# DESCRIPTION OF THE TASK
In the entries below, the word "StartsWith" appears on some lines. Copy each of those lines.

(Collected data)

^^^^^^^^^^^^^^^^

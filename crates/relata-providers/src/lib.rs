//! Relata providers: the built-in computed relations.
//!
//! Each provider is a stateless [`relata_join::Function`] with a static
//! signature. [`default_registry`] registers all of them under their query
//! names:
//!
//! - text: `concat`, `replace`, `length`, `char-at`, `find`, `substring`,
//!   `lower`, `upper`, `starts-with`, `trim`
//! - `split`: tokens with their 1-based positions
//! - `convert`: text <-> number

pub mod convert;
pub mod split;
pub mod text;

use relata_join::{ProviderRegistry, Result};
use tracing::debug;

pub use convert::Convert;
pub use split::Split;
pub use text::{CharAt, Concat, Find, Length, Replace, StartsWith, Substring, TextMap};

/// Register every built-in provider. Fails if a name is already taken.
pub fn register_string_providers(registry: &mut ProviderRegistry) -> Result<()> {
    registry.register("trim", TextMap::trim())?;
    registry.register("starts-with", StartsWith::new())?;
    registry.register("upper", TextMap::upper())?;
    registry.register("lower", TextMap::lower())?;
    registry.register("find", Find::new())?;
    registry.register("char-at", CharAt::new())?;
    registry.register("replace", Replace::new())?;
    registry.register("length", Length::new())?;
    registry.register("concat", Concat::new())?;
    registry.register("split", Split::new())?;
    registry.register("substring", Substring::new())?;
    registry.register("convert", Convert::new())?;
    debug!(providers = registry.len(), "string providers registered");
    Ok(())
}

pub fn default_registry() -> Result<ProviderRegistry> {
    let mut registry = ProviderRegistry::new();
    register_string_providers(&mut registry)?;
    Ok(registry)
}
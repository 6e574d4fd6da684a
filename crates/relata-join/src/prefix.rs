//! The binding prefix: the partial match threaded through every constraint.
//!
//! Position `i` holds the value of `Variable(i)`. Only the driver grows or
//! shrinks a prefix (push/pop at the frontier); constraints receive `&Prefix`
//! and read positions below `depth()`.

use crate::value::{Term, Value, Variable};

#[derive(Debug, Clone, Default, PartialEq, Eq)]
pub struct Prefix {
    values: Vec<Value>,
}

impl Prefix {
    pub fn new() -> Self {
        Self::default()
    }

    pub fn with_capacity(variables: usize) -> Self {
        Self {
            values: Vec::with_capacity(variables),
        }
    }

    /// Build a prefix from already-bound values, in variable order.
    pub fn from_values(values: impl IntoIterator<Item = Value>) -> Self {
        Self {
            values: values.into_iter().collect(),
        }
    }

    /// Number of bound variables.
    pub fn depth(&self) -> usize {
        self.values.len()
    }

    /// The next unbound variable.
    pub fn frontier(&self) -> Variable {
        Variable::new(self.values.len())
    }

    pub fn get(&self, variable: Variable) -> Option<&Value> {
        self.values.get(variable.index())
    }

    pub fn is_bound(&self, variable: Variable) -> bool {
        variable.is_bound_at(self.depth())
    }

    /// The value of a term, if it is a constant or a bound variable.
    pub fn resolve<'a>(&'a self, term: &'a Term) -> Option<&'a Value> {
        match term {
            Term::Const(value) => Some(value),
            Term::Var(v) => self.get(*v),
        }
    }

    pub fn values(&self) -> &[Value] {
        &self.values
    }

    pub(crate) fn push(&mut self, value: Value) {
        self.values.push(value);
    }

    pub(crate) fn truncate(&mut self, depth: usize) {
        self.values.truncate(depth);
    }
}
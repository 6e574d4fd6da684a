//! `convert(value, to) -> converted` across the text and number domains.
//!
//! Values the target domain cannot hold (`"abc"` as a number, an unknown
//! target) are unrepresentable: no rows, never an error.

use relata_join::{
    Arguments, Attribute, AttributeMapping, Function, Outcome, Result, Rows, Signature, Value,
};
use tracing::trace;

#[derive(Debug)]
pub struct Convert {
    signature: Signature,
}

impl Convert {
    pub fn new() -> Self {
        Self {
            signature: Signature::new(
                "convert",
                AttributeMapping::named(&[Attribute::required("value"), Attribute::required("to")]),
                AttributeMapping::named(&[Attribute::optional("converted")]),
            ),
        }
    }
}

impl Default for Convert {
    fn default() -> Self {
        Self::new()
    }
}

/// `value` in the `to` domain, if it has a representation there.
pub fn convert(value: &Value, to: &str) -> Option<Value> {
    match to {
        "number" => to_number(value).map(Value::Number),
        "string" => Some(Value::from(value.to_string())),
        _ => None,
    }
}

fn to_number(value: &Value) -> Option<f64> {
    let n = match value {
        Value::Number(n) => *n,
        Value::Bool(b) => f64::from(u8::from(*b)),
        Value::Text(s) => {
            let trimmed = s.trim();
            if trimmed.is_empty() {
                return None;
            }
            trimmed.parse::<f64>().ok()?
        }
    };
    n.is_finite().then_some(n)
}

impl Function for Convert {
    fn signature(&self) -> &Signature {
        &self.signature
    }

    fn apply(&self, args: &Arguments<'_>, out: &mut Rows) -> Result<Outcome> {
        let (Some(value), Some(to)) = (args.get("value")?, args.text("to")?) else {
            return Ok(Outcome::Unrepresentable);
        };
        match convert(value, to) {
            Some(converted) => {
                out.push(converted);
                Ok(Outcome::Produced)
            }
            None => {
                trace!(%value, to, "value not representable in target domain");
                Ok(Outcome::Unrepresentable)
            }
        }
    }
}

^^^^^^^^^^^^^^^^

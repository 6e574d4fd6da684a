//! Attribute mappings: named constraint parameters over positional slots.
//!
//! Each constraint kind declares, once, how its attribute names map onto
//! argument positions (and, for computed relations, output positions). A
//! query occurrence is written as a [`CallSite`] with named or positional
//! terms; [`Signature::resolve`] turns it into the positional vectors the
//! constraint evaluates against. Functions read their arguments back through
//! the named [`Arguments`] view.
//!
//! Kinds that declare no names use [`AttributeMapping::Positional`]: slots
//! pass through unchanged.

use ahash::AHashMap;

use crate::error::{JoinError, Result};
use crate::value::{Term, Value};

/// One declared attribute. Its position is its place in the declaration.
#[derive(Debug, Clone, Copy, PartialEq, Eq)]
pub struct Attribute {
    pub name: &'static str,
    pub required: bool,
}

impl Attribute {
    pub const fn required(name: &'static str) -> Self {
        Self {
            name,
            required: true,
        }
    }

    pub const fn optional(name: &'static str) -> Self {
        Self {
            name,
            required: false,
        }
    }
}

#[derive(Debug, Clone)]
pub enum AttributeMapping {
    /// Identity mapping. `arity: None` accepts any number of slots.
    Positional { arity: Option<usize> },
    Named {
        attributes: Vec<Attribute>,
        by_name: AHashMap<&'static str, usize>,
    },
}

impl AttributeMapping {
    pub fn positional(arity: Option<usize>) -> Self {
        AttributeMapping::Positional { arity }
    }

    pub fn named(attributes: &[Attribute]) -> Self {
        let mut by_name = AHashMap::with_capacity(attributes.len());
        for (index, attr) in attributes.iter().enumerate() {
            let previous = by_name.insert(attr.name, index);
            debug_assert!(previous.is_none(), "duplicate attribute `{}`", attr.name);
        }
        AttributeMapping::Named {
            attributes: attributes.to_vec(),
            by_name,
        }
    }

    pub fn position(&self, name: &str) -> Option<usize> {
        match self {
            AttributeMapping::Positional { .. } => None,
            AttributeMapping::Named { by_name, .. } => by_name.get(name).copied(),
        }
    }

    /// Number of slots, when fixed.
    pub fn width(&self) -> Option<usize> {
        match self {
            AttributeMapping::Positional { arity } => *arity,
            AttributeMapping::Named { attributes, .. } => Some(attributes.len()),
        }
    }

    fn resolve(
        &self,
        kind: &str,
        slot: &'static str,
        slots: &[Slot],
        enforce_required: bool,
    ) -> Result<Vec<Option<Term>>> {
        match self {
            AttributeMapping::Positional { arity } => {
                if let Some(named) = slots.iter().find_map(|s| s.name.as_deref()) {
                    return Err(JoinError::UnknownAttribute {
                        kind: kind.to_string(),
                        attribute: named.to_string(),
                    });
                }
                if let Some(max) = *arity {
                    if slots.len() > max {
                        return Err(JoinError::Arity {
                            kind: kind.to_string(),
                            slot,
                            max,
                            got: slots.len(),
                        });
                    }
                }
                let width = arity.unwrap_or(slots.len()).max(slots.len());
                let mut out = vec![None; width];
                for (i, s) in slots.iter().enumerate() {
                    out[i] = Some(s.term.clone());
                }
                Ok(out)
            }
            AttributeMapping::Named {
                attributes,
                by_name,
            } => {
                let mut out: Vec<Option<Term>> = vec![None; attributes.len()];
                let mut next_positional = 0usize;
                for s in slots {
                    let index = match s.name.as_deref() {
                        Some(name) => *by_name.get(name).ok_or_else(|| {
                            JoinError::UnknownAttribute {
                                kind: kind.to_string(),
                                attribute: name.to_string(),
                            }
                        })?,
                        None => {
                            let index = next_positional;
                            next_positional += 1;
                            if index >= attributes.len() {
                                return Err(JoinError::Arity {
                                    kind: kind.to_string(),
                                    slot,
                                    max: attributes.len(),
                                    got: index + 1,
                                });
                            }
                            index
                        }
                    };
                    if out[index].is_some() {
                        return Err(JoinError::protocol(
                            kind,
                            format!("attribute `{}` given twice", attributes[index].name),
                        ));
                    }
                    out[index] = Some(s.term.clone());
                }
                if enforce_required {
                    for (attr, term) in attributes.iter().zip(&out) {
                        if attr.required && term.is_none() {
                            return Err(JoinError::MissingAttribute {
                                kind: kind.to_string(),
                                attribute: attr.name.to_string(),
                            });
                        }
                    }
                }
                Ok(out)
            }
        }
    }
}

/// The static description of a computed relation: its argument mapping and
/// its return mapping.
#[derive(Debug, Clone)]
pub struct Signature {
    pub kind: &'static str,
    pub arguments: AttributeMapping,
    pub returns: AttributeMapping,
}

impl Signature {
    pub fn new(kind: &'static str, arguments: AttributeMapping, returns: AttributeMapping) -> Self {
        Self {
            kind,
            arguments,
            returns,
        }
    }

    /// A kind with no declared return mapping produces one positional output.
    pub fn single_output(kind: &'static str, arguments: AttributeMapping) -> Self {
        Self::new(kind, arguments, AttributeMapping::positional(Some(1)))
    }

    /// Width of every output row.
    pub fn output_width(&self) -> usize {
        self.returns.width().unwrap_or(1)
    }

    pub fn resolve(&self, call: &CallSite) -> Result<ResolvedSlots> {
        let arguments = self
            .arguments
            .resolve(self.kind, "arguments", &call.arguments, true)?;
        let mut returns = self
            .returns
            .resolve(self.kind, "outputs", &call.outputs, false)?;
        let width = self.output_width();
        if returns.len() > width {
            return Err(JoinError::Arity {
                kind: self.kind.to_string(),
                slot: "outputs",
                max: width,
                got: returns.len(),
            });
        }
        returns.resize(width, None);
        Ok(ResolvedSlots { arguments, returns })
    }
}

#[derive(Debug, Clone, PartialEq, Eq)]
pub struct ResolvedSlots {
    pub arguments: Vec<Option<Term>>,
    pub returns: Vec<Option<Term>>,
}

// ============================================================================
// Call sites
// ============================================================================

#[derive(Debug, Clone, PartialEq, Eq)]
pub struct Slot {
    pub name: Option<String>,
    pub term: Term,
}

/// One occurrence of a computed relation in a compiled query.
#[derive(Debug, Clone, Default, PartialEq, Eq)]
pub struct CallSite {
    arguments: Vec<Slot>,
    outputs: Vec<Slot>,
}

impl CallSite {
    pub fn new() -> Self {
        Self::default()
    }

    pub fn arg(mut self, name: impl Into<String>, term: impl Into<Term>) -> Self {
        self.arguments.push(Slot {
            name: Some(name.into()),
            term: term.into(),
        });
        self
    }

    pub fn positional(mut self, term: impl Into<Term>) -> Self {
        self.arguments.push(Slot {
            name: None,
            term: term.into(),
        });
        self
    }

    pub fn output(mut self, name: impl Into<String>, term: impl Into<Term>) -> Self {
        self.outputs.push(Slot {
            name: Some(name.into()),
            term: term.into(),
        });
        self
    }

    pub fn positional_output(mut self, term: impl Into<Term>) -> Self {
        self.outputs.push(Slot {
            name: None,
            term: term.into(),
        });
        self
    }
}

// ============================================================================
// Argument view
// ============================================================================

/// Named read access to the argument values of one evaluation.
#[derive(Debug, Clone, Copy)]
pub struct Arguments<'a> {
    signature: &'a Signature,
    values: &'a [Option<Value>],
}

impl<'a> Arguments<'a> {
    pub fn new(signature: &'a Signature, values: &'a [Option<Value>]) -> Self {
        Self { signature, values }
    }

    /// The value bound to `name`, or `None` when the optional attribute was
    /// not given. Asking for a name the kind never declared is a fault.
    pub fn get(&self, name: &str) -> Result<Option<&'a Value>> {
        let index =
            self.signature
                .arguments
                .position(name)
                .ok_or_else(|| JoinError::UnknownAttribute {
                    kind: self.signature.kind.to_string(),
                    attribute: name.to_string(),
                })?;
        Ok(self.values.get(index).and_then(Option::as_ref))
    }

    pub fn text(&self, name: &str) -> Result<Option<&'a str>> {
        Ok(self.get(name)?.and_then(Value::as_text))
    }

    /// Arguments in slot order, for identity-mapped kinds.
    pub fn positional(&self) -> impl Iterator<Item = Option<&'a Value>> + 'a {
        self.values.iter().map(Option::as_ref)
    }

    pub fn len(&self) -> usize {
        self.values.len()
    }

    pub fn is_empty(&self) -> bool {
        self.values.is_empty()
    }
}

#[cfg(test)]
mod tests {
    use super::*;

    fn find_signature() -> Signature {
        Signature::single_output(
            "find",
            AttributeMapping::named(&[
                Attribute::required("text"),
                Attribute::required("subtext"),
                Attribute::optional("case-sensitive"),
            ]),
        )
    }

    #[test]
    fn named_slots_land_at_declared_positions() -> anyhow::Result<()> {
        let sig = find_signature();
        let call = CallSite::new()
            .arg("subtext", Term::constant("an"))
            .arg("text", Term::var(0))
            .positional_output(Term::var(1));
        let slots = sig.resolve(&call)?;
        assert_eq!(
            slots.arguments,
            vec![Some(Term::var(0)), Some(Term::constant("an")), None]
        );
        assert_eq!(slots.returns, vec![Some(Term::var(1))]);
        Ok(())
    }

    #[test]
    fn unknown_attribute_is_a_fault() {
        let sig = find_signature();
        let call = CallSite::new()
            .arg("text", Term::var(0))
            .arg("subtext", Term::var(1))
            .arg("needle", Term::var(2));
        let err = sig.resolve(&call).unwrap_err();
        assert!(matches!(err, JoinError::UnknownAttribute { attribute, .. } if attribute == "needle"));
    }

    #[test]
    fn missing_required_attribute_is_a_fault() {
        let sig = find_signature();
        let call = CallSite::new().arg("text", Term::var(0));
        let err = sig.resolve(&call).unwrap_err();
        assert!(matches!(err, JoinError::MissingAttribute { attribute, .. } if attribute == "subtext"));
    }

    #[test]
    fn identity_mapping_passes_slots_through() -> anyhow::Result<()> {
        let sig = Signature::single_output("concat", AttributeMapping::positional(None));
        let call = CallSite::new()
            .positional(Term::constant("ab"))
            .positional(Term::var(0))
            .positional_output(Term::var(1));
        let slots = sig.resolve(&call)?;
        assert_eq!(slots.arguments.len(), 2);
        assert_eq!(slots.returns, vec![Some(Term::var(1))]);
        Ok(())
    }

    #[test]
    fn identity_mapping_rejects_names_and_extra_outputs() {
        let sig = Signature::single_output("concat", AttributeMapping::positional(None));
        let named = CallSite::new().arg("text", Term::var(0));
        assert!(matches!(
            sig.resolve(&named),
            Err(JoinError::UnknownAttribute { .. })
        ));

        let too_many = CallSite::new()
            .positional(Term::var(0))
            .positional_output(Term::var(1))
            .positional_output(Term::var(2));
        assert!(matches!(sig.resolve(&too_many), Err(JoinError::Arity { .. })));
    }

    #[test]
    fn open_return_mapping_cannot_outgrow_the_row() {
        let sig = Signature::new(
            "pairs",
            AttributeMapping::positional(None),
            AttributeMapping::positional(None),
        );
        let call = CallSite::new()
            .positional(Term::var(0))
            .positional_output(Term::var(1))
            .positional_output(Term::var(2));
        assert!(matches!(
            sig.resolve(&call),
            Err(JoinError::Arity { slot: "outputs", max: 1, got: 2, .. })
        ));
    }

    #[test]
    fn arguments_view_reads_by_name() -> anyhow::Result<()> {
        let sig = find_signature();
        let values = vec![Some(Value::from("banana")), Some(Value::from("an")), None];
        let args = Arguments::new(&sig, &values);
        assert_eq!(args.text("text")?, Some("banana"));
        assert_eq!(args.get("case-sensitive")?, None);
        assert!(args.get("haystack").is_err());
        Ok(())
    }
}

^^^^^^^^^^^^^^^^

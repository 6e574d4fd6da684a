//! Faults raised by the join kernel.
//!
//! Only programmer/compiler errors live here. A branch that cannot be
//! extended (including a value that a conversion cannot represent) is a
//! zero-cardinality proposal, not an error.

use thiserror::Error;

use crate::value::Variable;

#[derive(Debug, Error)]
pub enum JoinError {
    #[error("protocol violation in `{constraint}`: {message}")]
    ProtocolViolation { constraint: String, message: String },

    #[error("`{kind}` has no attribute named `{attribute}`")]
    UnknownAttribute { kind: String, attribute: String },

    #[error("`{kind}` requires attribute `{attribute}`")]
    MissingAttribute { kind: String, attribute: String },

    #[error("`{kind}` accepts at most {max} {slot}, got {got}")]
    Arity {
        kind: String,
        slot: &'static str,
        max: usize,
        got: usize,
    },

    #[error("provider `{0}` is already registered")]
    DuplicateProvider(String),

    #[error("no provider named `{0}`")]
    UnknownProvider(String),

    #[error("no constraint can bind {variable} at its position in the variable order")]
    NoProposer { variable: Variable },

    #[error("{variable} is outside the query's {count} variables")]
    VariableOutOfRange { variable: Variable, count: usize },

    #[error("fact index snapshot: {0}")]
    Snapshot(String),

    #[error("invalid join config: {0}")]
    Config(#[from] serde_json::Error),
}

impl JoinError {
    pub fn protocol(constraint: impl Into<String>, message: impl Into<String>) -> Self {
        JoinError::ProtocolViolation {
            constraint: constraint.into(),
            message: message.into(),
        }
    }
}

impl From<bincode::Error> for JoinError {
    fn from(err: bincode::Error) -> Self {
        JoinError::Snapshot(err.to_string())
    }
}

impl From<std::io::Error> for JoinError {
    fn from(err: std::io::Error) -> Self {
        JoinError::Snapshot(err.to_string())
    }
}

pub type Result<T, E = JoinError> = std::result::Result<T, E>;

^^^^^^^^^^^^^^^^

# YOUR SOLUTION
pub use text::{CharAt, Concat, Find, Length, Replace, StartsWith, Substring, TextMap};
    registry.register("starts-with", StartsWith::new())?;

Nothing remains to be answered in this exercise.